En uno de sus Écrits (“El estadio del espejo como formador”) Jacques Lacan acaba enumerando sus reservas hacia algunos de los postulados del existencialismo, que marcó su consciencia crítica y la de muchos de sus coetáneos hacia finales de los años cuarenta. Lacan afirma –en rigor, uno nunca puede estar seguro de que se trate de una afirmación en toda regla– que el existencialismo brindaba justificaciones para los callejones sin salida que resultan de las relaciones sociales, es decir, de las relaciones que cada individuo entabla con los demás. Sin embargo, enumera esas justificaciones como una serie de paradojas. (Lacan, Escritos, I, 92).
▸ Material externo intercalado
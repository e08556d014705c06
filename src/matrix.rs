//! This module defines the core abstraction for linear operators.
//!
//! Krylov solvers and the Jacobi-Davidson eigensolver never look inside the
//! operator they act on: their only access is the operator-field product. Any
//! object that can compute this product, be it a Dirac operator, its normal
//! form, a projected correction operator or a small dense matrix, implements the
//! [`LinearOperator`] trait and can be handed to the same algorithm.
//!
//! This "matrix-free" approach keeps the algorithms generic. It also keeps them
//! testable: a [`DenseOperator`] with a known spectrum stands in for a lattice
//! operator in unit tests, and the same code then runs unchanged on the
//! Kähler-Dirac operator.
//!
//! Operators may carry an additive spectral shift `σ`, so that they apply
//! `A + σ I`. Algorithms that need to shift an operator temporarily do so with a
//! [`ShiftGuard`], which restores the previous shift when dropped on every exit
//! path.

use crate::{
    error::{Error, ErrorKind},
    field::{FieldGeometry, SpinorField},
};
use faer::{Accum, Mat, Par, c64, linalg::matmul::matmul};
use std::cell::Cell;

/// Represents a linear operator that can be applied to a field.
///
/// # Example
///
/// ```
/// use faer::{Mat, c64};
/// use kd_jacdav::field::{FieldGeometry, SpinorField};
/// use kd_jacdav::matrix::{DenseOperator, LinearOperator};
///
/// let a = DenseOperator::new(Mat::from_fn(2, 2, |i, j| {
///     if i == j { c64::new(2.0, 0.0) } else { c64::new(0.0, 0.0) }
/// }));
/// let x = SpinorField::random(&FieldGeometry::flat(2), 1);
/// let mut y = SpinorField::zeros(&FieldGeometry::flat(2));
/// a.apply(&mut y, &x).unwrap();
/// assert!((y.norm2() - 4.0 * x.norm2()).abs() < 1e-12);
/// ```
pub trait LinearOperator {
    /// Computes `out = (A + σ I) input`.
    fn apply(&self, out: &mut SpinorField, input: &SpinorField) -> Result<(), Error>;

    /// The additive shift `σ` currently applied.
    fn shift(&self) -> f64 {
        0.0
    }

    /// Sets the additive shift `σ`.
    ///
    /// Operators without a shift return [`ErrorKind::ShiftUnsupported`].
    fn set_shift(&self, _shift: f64) -> Result<(), Error> {
        Err(ErrorKind::ShiftUnsupported.into())
    }

    /// Floating-point operations performed since the last call (read and reset).
    fn flops(&self) -> u64 {
        0
    }
}

impl<T: LinearOperator + ?Sized> LinearOperator for &T {
    #[inline]
    fn apply(&self, out: &mut SpinorField, input: &SpinorField) -> Result<(), Error> {
        (**self).apply(out, input)
    }

    #[inline]
    fn shift(&self) -> f64 {
        (**self).shift()
    }

    #[inline]
    fn set_shift(&self, shift: f64) -> Result<(), Error> {
        (**self).set_shift(shift)
    }

    #[inline]
    fn flops(&self) -> u64 {
        (**self).flops()
    }
}

/// Temporarily adds `delta` to an operator's shift; the previous shift is
/// restored on drop.
#[must_use = "the shift is reverted as soon as the guard is dropped"]
pub struct ShiftGuard<'a> {
    op: &'a dyn LinearOperator,
    previous: f64,
}

impl<'a> ShiftGuard<'a> {
    pub fn new(op: &'a dyn LinearOperator, delta: f64) -> Result<Self, Error> {
        let previous = op.shift();
        op.set_shift(previous + delta)?;
        Ok(Self { op, previous })
    }
}

impl Drop for ShiftGuard<'_> {
    fn drop(&mut self) {
        // Setting a shift on an operator that already accepted one cannot fail.
        let _ = self.op.set_shift(self.previous);
    }
}

/// A dense complex matrix acting on flat fields.
///
/// Used for small problems and as a ground-truth operator in tests.
#[derive(Clone, Debug)]
pub struct DenseOperator {
    mat: Mat<c64>,
    shift: Cell<f64>,
}

impl DenseOperator {
    pub fn new(mat: Mat<c64>) -> Self {
        Self {
            mat,
            shift: Cell::new(0.0),
        }
    }

    /// Builds a real symmetric tridiagonal operator with constant diagonal and
    /// off-diagonal, e.g. the 1D Laplacian `(2, −1)`.
    pub fn tridiagonal(n: usize, diag: f64, off: f64) -> Self {
        Self::new(Mat::from_fn(n, n, |i, j| {
            if i == j {
                c64::new(diag, 0.0)
            } else if i.abs_diff(j) == 1 {
                c64::new(off, 0.0)
            } else {
                c64::new(0.0, 0.0)
            }
        }))
    }

    #[inline]
    pub fn dim(&self) -> usize {
        self.mat.nrows()
    }

    pub fn matrix(&self) -> &Mat<c64> {
        &self.mat
    }

    /// Geometry of the fields this operator acts on.
    pub fn geometry(&self) -> FieldGeometry {
        FieldGeometry::flat(self.dim())
    }
}

impl LinearOperator for DenseOperator {
    fn apply(&self, out: &mut SpinorField, input: &SpinorField) -> Result<(), Error> {
        let n = self.dim();
        for len in [input.len(), out.len()] {
            if len != n {
                return Err(ErrorKind::LengthMismatch {
                    expected: n,
                    actual: len,
                }
                .into());
            }
        }
        matmul(
            out.as_mat_mut(),
            Accum::Replace,
            self.mat.as_ref(),
            input.as_mat(),
            c64::new(1.0, 0.0),
            Par::Seq,
        );
        let shift = self.shift.get();
        if shift != 0.0 {
            out.axpy(shift, input);
        }
        Ok(())
    }

    fn shift(&self) -> f64 {
        self.shift.get()
    }

    fn set_shift(&self, shift: f64) -> Result<(), Error> {
        self.shift.set(shift);
        Ok(())
    }
}

// Unit tests to verify the operator seam and its shift handling.
#[cfg(test)]
mod tests {
    use super::*;

    struct Identity;

    impl LinearOperator for Identity {
        fn apply(&self, out: &mut SpinorField, input: &SpinorField) -> Result<(), Error> {
            out.copy_from(input);
            Ok(())
        }
    }

    #[test]
    fn test_dense_operator_matches_manual_product() {
        let op = DenseOperator::tridiagonal(3, 2.0, -1.0);
        let g = op.geometry();
        let x = SpinorField::from_vec(
            &g,
            vec![c64::new(1.0, 0.0), c64::new(2.0, 0.0), c64::new(3.0, 0.0)],
        )
        .unwrap();
        let mut y = SpinorField::zeros(&g);
        op.apply(&mut y, &x).unwrap();
        let expected = [0.0, 0.0, 4.0];
        for (yi, e) in y.as_slice().iter().zip(expected) {
            assert!((yi.re - e).abs() < 1e-14 && yi.im.abs() < 1e-14);
        }
    }

    #[test]
    fn test_dense_apply_matches_matrix_product_with_shift() {
        let mat = Mat::from_fn(5, 5, |i, j| c64::new((i + 2 * j) as f64, i as f64 - j as f64));
        let op = DenseOperator::new(mat);
        let g = op.geometry();
        let x = SpinorField::random(&g, 3);
        op.set_shift(0.25).unwrap();
        let mut y = SpinorField::zeros(&g);
        op.apply(&mut y, &x).unwrap();

        let expected = op.matrix() * x.as_mat();
        y.axpy(-0.25, &x);
        assert!((y.as_mat() - &expected).norm_l2() < 1e-12);
    }

    #[test]
    fn test_shift_guard_restores_shift() {
        let op = DenseOperator::tridiagonal(4, 2.0, -1.0);
        op.set_shift(0.5).unwrap();
        {
            let _guard = ShiftGuard::new(&op, -1.5).unwrap();
            assert_eq!(op.shift(), -1.0);
        }
        assert_eq!(op.shift(), 0.5);
    }

    #[test]
    fn test_shift_is_applied() {
        let op = DenseOperator::tridiagonal(4, 2.0, 0.0);
        let g = op.geometry();
        let x = SpinorField::random(&g, 5);
        let mut y = SpinorField::zeros(&g);
        let _guard = ShiftGuard::new(&op, -2.0).unwrap();
        op.apply(&mut y, &x).unwrap();
        assert!(y.norm2() < 1e-28);
    }

    #[test]
    fn test_shift_unsupported() {
        let err = ShiftGuard::new(&Identity, 1.0).err().unwrap();
        assert!(matches!(err.kind(), ErrorKind::ShiftUnsupported));
    }

    #[test]
    fn test_dimension_mismatch_is_reported() {
        let op = DenseOperator::tridiagonal(2, 1.0, 0.0);
        let x = SpinorField::zeros(&FieldGeometry::flat(3));
        let mut y = SpinorField::zeros(&FieldGeometry::flat(2));
        let err = op.apply(&mut y, &x).unwrap_err();
        assert!(matches!(
            err.kind(),
            ErrorKind::LengthMismatch {
                expected: 2,
                actual: 3
            }
        ));
    }
}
La primera atañe a la libertad que, según sostienen los existencialistas, solo se realiza de forma auténtica “entre los muros de una prisión”, metáfora que hemos de entender como que la experiencia de estar libres únicamente llega cuando se reconocen todas las determinaciones y limitaciones que hacen a nuestra condición en el mundo. Elaboración de un problema planteado originalmente por Kierkegaard: cualquiera que sea el compromiso individual, éste expresa la impotencia de la consciencia (o sea, de la existencia) en cuanto a su capacidad para sortear una situación. Puede encarar y –si acaso– resolver el problema planteado en ella pero no el experimentar la situación como problema, que es algo que parece consustancial a la condición humana. El hombre del existencialismo reivindica la propia libertad en forma de un compromiso individual asumido pero no puede pensar ese compromiso como libre sino como un “podamos asumirlo o no, estamos condenados a ser libres”, lo cual configura una especie de cárcel: no podemos no ser libres. Se nos da la libertad pero a condición de que no podamos renunciar a ella.
(Hay que reconocer que, planteada así, esta paradoja resulta, cuando menos, inútil y contraproducente.)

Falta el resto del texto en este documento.